Can quality starts from a pitching staff elevate struggling bats at the plate?
“Yes,” Mainieri responded after a long pause. “Absolutely.”
Before we get to the explanation, let’s look at the stats from LSU’s 10-2 win to take the series.
After AJ Labas gave the Tigers seven strong innings Sunday, the LSU starters combined for 20 innings this weekend, allowing just three earned runs, throwing strikes on 67 percent of their pitches, and posting a 1.35 ERA and a 0.75 WHIP.
Labas followed Landon Marceaux’s lead Sunday. Unlike Marceaux, who went eight scoreless innings Saturday night in a 6-3 win, Labas didn’t blank the Colonels entirely, allowing a pair of runs in the sixth innings.
But he was no less dominant otherwise, striking out six, allowing just four hits, and needing just 76 pitches to get through his seven innings. He threw all three pitches – a 90+ mph fastball, a complimentary slider, and an 82 mile per hour change up with serious armside run – for strikes.
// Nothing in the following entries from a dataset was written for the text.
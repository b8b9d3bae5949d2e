//! WooCommerce REST API fetcher.
//!
//! Offset pagination: request fixed-size pages from page 1, stopping at the
//! first already-imported order number or at a short page (the server's
//! signal for the last one). Authentication is the store's consumer key
//! pair in the query string; there is no token lifecycle.

use std::collections::HashSet;

use secrecy::ExposeSecret;
use serde::Deserialize;
use tracing::instrument;

use crate::credentials::CredentialStore;
use crate::error::SyncError;
use crate::throttle::send_with_backoff;

/// Orders per page; a shorter page means the last one.
pub(crate) const PAGE_SIZE: usize = 100;

/// Orders resource path under the store base URL.
const ORDERS_PATH: &str = "/wp-json/wc/v3/orders";

/// WooCommerce REST API fetcher.
#[derive(Debug, Clone)]
pub struct WooConnector {
    http: reqwest::Client,
}

/// A raw WooCommerce order.
#[derive(Debug, Clone, Deserialize)]
pub struct WooOrder {
    /// Customer-facing order number, the platform identity.
    pub number: String,
    /// Creation timestamp in GMT, ISO-8601 without zone suffix.
    pub date_created_gmt: String,
    /// Numeric customer id; 0 for guest checkout.
    pub customer_id: i64,
    /// Total discount, decimal string.
    pub discount_total: String,
    /// Shipping charge, decimal string.
    pub shipping_total: String,
    /// Tax total, decimal string.
    pub total_tax: String,
    /// Grand total, decimal string.
    pub total: String,
    /// Embedded line items.
    #[serde(default)]
    pub line_items: Vec<WooLineItem>,
}

/// A raw WooCommerce line item.
#[derive(Debug, Clone, Deserialize)]
pub struct WooLineItem {
    /// Numeric line id.
    pub id: i64,
    /// SKU, empty or absent for unlisted products.
    #[serde(default)]
    pub sku: Option<String>,
    /// Product name.
    pub name: String,
    /// Units ordered.
    pub quantity: i32,
    /// Line total, decimal string.
    pub total: String,
}

impl WooConnector {
    /// Build a fetcher over a shared HTTP client.
    #[must_use]
    pub const fn new(http: reqwest::Client) -> Self {
        Self { http }
    }

    /// Fetch orders page by page until a known order number or a short page.
    ///
    /// # Errors
    ///
    /// Returns `SyncError` on transport or non-throttle HTTP failure.
    #[instrument(skip(self, creds, known_ids))]
    pub async fn fetch_new_orders(
        &self,
        creds: &CredentialStore,
        known_ids: &HashSet<String>,
    ) -> Result<Vec<WooOrder>, SyncError> {
        let wc = creds.woocommerce();
        let url = format!("{}{}", wc.api_base, ORDERS_PATH);
        let per_page = PAGE_SIZE.to_string();

        let mut orders = Vec::new();
        let mut page_number = 1_usize;
        loop {
            let page_param = page_number.to_string();
            let response = send_with_backoff(|| {
                self.http.get(&url).query(&[
                    ("consumer_key", wc.consumer_key.as_str()),
                    ("consumer_secret", wc.consumer_secret.expose_secret()),
                    ("per_page", per_page.as_str()),
                    ("page", page_param.as_str()),
                ])
            })
            .await?;
            let page: Vec<WooOrder> = response.json().await?;

            let full_page = page.len() >= PAGE_SIZE;
            let keep_going = absorb_page(&mut orders, page, known_ids);
            if !keep_going || !full_page {
                break;
            }
            page_number += 1;
        }

        tracing::debug!(count = orders.len(), "woocommerce fetch complete");
        Ok(orders)
    }
}

/// Append unseen records in page order; returns whether pagination should
/// continue (false once a known order number is hit).
fn absorb_page(
    collected: &mut Vec<WooOrder>,
    page: Vec<WooOrder>,
    known_ids: &HashSet<String>,
) -> bool {
    for order in page {
        if known_ids.contains(&order.number) {
            return false;
        }
        collected.push(order);
    }
    true
}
“Obviously again, the story of the game was our starting pitcher,” Mainieri said. “Two days in a row, we’ve had outstanding performances – not only successful, but efficient, which allowed them to pitch deep into the game and helps your bullpen a lot when you’re starting pitchers go that deep into the game.”
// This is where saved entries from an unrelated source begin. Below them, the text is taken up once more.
//! Unified error handling for the sync engine.

use orderdeck_core::Platform;
use thiserror::Error;

use crate::config::ConfigError;

/// Errors surfaced by the sync engine.
///
/// Failures are isolated per platform: the orchestrator logs a platform's
/// error with full context and moves on, so one platform's failure never
/// prevents the others from completing their fetch/normalize stages.
/// Throttling (HTTP 429) is handled inside [`crate::throttle`] and never
/// appears here.
#[derive(Debug, Error)]
pub enum SyncError {
    /// Token refresh failed; the platform is skipped for this run.
    #[error("credential refresh failed for {platform}: {reason}")]
    AuthRefresh {
        /// Platform whose refresh failed.
        platform: Platform,
        /// What the refresh endpoint reported.
        reason: String,
    },

    /// Non-throttle HTTP error status; the platform's current fetch aborts
    /// and its partial results are discarded. Deliberately not retried so
    /// integration bugs are not masked.
    #[error("request failed: HTTP {status} from {url}: {body}")]
    RequestFailed {
        /// HTTP status code.
        status: u16,
        /// Request URL.
        url: String,
        /// Response body, for the log.
        body: String,
    },

    /// Transport-level failure (connect, timeout, TLS, body read).
    #[error("HTTP error: {0}")]
    Http(#[from] reqwest::Error),

    /// A response decoded but did not carry what the contract requires.
    #[error("malformed response: {0}")]
    Decode(String),

    /// Database failure; fatal for the whole run's insertion step.
    #[error("persistence error: {0}")]
    Persistence(#[from] sqlx::Error),

    /// Credential document failure.
    #[error("config error: {0}")]
    Config(#[from] ConfigError),
}

#[cfg(test)]
mod tests {
    use super::*;

    #[test]
    fn test_auth_refresh_display() {
        let err = SyncError::AuthRefresh {
            platform: Platform::Ebay,
            reason: "invalid_grant".to_string(),
        };
        assert_eq!(
            err.to_string(),
            "credential refresh failed for ebay: invalid_grant"
        );
    }

    #[test]
    fn test_request_failed_display() {
        let err = SyncError::RequestFailed {
            status: 503,
            url: "https://api.example.com/orders".to_string(),
            body: "upstream unavailable".to_string(),
        };
        assert_eq!(
            err.to_string(),
            "request failed: HTTP 503 from https://api.example.com/orders: upstream unavailable"
        );
    }
}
Labas, making his first Sunday start of the season after last weekend’s start turned into a Saturday double header, used the extra day to stay on his throwing schedule and study Marceaux’s start.
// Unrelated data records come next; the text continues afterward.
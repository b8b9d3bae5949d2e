//! The persistence boundary.
//!
//! The engine needs exactly two things from the store: the order ids it has
//! already imported for a platform, and an all-or-nothing bulk insert of a
//! run's normalized rows. [`PgOrderStore`] implements the contract over
//! `PostgreSQL`; tests substitute an in-memory implementation.

use std::collections::HashSet;
use std::time::Duration;

use orderdeck_core::{LineItem, Order, Platform};
use secrecy::{ExposeSecret, SecretString};
use sqlx::postgres::PgPoolOptions;
use sqlx::{PgPool, Postgres, QueryBuilder};

use crate::error::SyncError;

/// Rows per multi-row INSERT, comfortably under the bind-parameter cap.
const INSERT_CHUNK: usize = 1000;

/// What the engine requires of the normalized store.
#[allow(async_fn_in_trait)]
pub trait OrderStore {
    /// Identifiers of orders already imported for `platform`.
    ///
    /// # Errors
    ///
    /// Returns `SyncError::Persistence` on query failure.
    async fn known_order_ids(&self, platform: Platform) -> Result<HashSet<String>, SyncError>;

    /// Insert a run's orders and line items, all-or-nothing.
    ///
    /// # Errors
    ///
    /// Returns `SyncError::Persistence` on constraint violation or
    /// connectivity loss; nothing is committed in that case.
    async fn bulk_insert(&self, orders: &[Order], line_items: &[LineItem])
    -> Result<(), SyncError>;
}

/// `PostgreSQL`-backed order store.
#[derive(Clone)]
pub struct PgOrderStore {
    pool: PgPool,
}

impl PgOrderStore {
    /// Wrap an existing pool.
    #[must_use]
    pub const fn new(pool: PgPool) -> Self {
        Self { pool }
    }

    /// Connect a small pool with sensible defaults.
    ///
    /// # Errors
    ///
    /// Returns `SyncError::Persistence` if the connection cannot be
    /// established.
    pub async fn connect(database_url: &SecretString) -> Result<Self, SyncError> {
        let pool = PgPoolOptions::new()
            .max_connections(5)
            .acquire_timeout(Duration::from_secs(10))
            .connect(database_url.expose_secret())
            .await?;
        Ok(Self::new(pool))
    }
}

impl OrderStore for PgOrderStore {
    async fn known_order_ids(&self, platform: Platform) -> Result<HashSet<String>, SyncError> {
        let ids = sqlx::query_scalar::<_, String>(
            "SELECT order_id FROM orders WHERE platform = $1",
        )
        .bind(platform)
        .fetch_all(&self.pool)
        .await?;
        Ok(ids.into_iter().collect())
    }

    async fn bulk_insert(
        &self,
        orders: &[Order],
        line_items: &[LineItem],
    ) -> Result<(), SyncError> {
        if orders.is_empty() && line_items.is_empty() {
            return Ok(());
        }

        let mut tx = self.pool.begin().await?;

        for chunk in orders.chunks(INSERT_CHUNK) {
            let mut builder = QueryBuilder::<Postgres>::new(
                "INSERT INTO orders (order_id, platform, creation_date, customer_name, \
                 subtotal_amount, discount_amount, delivery_amount, tax_amount, total_amount) ",
            );
            builder.push_values(chunk, |mut row, order| {
                row.push_bind(&order.order_id)
                    .push_bind(order.platform)
                    .push_bind(&order.creation_date)
                    .push_bind(&order.customer_name)
                    .push_bind(order.subtotal_amount)
                    .push_bind(order.discount_amount)
                    .push_bind(order.delivery_amount)
                    .push_bind(order.tax_amount)
                    .push_bind(order.total_amount);
            });
            builder.build().execute(&mut *tx).await?;
        }

        for chunk in line_items.chunks(INSERT_CHUNK) {
            let mut builder = QueryBuilder::<Postgres>::new(
                "INSERT INTO line_items (line_id, order_id, sku, title, quantity, total_amount) ",
            );
            builder.push_values(chunk, |mut row, item| {
                row.push_bind(&item.line_id)
                    .push_bind(&item.order_id)
                    .push_bind(&item.sku)
                    .push_bind(&item.title)
                    .push_bind(item.quantity)
                    .push_bind(item.total_amount);
            });
            builder.build().execute(&mut *tx).await?;
        }

        tx.commit().await?;
        tracing::info!(
            orders = orders.len(),
            line_items = line_items.len(),
            "bulk insert committed"
        );
        Ok(())
    }
}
“Just watching Landon last night,” Labas said, “if you just throw the ball over the plate and hit your spots with your fastball, they’ll get themselves out.”
Unlike Marceaux, Labas got offensive support from the outset.
LSU’s offense, cold for the first 16 innings of the weekend, built on Saturday’s eighth-inning outburst early Sunday.
Zack Mathis, hitting leadoff for the second straight game, and Alex Milazzo, hitting second for the first time all season, set the tone, combining for four runs scored at the top of the lineup.
Behind them, the big bats cleaned up, particularly Cade Beloso. After sparking LSU’s offense with a three-run double Saturday night, Beloso went 3-for-3 with three more RBI Sunday, driving home Daniel Cabrera in the first inning with a single before bringing Cabrera and Milazzo home again in the seven-run third inning.
“The ball started falling finally,” said Mathis, who went 3-for-6, scored three runs, and reached base six times from the top of the order in the last two games. “I think it was just a matter of time before that happened, because we’ve been putting good swings on it.”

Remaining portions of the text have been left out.